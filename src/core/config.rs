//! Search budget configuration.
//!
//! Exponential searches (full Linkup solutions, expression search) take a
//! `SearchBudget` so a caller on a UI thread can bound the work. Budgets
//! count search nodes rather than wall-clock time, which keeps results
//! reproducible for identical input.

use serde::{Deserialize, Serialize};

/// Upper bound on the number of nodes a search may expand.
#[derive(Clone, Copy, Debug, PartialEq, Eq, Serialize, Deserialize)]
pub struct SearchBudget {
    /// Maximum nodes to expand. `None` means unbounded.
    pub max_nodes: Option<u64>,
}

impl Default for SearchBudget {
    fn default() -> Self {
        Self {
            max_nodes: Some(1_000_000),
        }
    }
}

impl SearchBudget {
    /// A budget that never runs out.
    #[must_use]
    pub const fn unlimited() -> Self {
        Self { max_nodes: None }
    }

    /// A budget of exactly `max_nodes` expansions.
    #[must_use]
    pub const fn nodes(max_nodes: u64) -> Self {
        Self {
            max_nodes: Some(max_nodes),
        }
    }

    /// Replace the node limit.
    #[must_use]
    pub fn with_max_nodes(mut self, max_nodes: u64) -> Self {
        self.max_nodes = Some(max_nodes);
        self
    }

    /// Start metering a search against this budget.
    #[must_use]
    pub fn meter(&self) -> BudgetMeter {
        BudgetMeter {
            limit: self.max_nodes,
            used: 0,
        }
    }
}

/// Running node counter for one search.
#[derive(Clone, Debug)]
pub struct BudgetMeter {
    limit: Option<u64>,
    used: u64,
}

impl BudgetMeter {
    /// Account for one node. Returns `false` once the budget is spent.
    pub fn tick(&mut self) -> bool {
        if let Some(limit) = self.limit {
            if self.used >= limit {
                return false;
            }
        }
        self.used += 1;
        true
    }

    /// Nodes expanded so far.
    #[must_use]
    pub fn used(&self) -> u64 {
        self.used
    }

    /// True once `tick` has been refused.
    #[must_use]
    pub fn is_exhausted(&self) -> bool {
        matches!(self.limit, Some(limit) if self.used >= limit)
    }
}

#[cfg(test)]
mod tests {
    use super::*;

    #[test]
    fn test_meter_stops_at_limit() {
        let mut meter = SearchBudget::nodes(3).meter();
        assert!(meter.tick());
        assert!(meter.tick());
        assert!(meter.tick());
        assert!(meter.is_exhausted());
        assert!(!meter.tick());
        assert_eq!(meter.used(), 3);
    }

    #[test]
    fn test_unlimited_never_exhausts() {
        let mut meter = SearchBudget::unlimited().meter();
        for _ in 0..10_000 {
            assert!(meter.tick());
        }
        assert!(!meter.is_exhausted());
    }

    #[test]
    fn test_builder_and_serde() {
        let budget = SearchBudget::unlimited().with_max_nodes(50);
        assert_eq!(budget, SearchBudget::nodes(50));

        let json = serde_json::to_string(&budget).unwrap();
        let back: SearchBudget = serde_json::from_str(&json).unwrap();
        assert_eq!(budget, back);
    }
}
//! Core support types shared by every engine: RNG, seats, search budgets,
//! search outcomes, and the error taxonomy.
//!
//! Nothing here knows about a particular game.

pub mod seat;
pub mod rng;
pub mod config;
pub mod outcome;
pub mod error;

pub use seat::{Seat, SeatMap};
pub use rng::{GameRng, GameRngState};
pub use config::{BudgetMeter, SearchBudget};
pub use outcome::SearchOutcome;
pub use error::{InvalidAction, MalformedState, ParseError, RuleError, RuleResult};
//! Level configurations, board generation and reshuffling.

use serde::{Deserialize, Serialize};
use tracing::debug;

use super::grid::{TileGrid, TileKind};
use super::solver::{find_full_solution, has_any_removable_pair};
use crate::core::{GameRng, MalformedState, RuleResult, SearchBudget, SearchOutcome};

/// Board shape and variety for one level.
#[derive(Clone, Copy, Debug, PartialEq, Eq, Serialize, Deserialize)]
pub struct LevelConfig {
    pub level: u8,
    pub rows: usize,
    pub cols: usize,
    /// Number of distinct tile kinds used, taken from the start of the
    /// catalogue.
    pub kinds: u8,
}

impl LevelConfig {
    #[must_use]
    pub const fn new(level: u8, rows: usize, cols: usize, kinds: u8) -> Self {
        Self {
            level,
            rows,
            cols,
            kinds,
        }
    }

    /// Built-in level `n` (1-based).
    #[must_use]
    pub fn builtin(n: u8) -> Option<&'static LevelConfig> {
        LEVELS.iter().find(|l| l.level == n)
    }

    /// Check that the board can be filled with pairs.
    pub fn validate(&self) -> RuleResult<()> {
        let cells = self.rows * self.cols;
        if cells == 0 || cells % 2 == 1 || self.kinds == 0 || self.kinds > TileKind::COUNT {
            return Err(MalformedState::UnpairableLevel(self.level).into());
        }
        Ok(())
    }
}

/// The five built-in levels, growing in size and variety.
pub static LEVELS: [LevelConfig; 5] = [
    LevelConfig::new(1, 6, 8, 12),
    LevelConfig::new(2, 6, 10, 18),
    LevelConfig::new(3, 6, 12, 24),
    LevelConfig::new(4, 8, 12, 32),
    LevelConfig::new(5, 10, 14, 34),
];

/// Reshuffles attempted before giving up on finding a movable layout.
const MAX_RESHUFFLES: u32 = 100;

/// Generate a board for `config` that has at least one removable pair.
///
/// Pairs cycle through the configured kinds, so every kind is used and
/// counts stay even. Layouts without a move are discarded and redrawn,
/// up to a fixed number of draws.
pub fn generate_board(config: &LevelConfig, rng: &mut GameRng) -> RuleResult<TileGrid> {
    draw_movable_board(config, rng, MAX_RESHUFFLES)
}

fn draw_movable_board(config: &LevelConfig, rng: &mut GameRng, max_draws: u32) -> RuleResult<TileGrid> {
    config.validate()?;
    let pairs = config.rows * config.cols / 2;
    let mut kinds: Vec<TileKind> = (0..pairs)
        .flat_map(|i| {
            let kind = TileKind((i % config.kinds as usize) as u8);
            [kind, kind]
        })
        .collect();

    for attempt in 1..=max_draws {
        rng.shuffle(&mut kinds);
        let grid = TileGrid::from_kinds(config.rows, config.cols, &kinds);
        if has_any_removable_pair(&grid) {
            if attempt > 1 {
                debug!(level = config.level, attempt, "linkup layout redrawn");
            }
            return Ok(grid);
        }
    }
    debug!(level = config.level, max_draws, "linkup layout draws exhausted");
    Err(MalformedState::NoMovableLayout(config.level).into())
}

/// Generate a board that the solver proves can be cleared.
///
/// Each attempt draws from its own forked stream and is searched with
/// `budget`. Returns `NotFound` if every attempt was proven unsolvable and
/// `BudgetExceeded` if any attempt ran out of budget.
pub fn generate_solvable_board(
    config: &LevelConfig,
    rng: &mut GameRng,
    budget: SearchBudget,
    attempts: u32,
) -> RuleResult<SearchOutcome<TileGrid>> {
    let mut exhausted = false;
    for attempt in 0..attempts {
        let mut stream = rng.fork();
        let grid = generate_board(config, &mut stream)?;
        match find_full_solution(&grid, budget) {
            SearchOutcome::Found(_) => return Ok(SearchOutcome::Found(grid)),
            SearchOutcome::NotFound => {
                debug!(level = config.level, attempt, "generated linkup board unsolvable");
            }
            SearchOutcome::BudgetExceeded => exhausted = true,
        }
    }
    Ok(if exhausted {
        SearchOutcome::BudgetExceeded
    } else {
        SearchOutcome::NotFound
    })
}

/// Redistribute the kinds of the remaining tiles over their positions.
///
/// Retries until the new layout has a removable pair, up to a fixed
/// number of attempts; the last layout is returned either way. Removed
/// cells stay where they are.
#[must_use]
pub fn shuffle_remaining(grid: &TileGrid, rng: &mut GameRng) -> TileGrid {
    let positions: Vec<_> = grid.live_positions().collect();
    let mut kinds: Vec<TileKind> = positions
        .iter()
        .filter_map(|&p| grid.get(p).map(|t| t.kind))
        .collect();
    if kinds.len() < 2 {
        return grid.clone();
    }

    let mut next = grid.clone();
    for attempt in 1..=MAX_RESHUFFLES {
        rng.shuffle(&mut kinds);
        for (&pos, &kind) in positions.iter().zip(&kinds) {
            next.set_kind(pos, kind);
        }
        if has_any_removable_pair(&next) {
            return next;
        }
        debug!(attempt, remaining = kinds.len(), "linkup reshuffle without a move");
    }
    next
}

____

Task goal:
Lines with the word "Option" in them are the answer; report each one from the data.

Result of the exercise:
    pub max_nodes: Option<u64>,
    limit: Option<u64>,
    pub fn builtin(n: u8) -> Option<&'static LevelConfig> {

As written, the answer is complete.